Data for the task =
• • •
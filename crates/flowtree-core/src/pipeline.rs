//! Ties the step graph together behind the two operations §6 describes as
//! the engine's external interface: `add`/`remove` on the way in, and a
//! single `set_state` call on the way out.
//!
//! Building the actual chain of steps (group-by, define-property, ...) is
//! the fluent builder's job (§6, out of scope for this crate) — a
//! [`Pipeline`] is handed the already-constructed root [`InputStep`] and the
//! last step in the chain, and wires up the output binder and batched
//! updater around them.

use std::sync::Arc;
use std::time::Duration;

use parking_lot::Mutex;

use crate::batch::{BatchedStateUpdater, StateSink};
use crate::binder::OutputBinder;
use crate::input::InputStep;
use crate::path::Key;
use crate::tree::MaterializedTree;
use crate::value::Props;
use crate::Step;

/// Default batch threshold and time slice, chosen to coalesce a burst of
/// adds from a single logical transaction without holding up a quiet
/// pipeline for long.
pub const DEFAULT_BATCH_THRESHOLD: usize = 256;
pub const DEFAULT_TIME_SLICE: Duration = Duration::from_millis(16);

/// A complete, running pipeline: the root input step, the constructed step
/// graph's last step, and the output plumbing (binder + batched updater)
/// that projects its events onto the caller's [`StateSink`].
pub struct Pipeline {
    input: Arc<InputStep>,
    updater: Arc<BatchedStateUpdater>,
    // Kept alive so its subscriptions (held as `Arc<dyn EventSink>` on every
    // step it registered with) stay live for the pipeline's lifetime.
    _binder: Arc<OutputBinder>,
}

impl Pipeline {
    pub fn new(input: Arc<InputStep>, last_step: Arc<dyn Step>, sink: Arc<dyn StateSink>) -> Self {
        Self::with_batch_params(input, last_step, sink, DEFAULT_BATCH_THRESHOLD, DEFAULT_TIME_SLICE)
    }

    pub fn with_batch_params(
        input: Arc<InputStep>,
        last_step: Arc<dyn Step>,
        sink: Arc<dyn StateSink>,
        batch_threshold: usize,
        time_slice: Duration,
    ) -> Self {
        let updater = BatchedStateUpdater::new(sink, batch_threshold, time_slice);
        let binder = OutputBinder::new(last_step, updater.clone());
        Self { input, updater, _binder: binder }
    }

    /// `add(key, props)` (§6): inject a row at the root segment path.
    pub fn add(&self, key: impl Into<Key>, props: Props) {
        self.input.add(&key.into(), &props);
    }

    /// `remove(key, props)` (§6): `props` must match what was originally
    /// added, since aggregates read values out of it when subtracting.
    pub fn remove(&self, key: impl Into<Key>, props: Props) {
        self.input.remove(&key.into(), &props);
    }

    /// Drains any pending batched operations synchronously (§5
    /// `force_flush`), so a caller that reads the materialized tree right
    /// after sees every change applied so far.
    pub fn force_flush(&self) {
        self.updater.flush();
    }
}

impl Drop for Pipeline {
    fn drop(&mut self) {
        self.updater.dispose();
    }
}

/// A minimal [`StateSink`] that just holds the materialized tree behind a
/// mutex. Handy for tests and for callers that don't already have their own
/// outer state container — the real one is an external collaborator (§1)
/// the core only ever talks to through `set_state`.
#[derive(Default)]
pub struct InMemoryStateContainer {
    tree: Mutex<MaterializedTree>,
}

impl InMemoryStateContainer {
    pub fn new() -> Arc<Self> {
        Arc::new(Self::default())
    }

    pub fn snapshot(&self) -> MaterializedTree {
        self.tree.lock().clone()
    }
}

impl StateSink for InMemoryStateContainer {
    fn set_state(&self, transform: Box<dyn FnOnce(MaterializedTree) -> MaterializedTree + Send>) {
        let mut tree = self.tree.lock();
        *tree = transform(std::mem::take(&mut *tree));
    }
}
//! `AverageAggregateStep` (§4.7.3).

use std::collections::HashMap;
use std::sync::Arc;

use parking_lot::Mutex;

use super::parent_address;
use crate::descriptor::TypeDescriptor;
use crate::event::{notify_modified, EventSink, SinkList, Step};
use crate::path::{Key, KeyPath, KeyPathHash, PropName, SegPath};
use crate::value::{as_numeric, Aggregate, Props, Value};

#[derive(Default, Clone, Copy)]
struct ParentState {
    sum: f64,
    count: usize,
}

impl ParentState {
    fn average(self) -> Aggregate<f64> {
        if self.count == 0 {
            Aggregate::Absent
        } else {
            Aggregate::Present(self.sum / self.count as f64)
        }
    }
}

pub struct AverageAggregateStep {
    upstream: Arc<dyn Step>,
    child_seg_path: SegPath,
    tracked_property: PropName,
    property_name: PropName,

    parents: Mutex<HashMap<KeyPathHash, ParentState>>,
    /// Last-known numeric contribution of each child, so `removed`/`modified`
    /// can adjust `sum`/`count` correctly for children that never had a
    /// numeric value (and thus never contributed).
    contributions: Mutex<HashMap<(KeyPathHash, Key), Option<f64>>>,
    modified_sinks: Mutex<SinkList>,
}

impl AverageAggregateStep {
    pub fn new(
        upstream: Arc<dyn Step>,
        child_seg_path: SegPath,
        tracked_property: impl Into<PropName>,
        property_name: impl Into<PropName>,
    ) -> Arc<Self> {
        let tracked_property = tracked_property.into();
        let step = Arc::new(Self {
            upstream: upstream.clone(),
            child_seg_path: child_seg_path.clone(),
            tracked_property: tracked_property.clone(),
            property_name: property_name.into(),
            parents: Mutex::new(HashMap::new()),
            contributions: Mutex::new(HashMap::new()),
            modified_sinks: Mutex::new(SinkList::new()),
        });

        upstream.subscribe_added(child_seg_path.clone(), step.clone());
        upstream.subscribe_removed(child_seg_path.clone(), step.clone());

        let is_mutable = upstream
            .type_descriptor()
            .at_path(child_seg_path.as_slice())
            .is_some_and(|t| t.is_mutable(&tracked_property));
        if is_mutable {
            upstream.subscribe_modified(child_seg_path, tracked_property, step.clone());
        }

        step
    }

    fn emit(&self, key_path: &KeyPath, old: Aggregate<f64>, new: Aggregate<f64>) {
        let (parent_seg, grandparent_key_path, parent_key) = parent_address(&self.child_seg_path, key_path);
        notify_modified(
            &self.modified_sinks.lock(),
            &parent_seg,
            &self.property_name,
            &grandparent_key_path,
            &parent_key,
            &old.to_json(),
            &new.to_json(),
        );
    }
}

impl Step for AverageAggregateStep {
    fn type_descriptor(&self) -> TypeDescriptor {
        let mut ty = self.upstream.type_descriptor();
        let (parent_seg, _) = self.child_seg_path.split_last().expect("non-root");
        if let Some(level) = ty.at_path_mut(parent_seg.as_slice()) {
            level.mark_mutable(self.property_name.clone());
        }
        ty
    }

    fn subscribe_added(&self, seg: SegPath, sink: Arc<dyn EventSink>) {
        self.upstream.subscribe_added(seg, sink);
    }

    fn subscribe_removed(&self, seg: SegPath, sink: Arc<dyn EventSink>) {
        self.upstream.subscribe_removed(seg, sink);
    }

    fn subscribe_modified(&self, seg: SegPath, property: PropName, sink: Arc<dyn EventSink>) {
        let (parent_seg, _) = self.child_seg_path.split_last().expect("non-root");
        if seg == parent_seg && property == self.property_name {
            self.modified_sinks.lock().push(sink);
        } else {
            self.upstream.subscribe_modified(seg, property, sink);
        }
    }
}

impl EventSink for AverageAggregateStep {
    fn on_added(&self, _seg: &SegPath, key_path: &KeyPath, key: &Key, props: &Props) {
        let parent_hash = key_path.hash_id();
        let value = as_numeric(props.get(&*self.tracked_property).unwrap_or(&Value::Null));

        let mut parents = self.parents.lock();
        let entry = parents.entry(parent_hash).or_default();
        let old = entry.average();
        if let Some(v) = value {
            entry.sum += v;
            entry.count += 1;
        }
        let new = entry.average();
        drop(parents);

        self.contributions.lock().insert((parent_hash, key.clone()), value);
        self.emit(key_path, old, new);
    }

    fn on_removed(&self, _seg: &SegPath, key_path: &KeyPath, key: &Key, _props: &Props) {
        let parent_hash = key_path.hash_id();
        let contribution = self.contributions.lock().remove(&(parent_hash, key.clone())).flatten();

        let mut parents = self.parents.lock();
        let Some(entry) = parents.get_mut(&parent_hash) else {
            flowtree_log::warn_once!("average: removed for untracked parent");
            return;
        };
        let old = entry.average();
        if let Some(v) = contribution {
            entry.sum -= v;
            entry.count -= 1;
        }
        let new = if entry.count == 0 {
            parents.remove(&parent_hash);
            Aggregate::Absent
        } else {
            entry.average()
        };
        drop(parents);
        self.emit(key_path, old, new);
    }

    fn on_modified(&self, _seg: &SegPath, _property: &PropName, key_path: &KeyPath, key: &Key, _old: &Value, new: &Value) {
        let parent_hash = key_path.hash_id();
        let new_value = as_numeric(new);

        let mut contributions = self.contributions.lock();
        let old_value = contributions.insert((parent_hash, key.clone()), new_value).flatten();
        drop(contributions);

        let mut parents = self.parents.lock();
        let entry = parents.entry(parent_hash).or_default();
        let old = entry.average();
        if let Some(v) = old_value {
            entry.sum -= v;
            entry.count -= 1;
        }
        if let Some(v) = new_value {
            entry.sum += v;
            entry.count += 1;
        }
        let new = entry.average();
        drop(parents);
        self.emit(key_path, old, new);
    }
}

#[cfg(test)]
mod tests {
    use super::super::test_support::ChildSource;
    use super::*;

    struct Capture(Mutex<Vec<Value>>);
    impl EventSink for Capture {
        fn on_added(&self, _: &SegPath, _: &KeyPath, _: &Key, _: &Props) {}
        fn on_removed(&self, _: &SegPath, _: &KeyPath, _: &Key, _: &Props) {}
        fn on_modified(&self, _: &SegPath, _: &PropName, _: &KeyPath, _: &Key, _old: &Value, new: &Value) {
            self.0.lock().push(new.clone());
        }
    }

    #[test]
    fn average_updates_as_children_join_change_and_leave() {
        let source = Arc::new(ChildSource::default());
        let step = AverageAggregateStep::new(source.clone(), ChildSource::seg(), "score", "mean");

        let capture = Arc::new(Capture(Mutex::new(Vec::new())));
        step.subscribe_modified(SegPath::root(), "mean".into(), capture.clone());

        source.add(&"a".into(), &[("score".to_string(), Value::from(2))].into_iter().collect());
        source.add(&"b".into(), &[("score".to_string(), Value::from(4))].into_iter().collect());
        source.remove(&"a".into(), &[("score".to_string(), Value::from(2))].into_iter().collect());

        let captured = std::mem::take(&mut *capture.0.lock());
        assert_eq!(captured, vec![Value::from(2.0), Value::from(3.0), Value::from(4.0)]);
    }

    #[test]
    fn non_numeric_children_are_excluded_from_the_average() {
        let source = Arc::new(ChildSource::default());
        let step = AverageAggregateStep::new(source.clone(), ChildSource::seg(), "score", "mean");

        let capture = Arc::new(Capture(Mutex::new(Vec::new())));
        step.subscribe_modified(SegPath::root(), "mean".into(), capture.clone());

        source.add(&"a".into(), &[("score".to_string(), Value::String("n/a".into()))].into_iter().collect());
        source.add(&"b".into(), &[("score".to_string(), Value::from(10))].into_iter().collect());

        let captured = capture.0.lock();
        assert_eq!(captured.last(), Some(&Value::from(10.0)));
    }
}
• • •
Exercise instructions = Find how many lines in the listing contain the word "super" and give that count alone.

Exercise solution = 3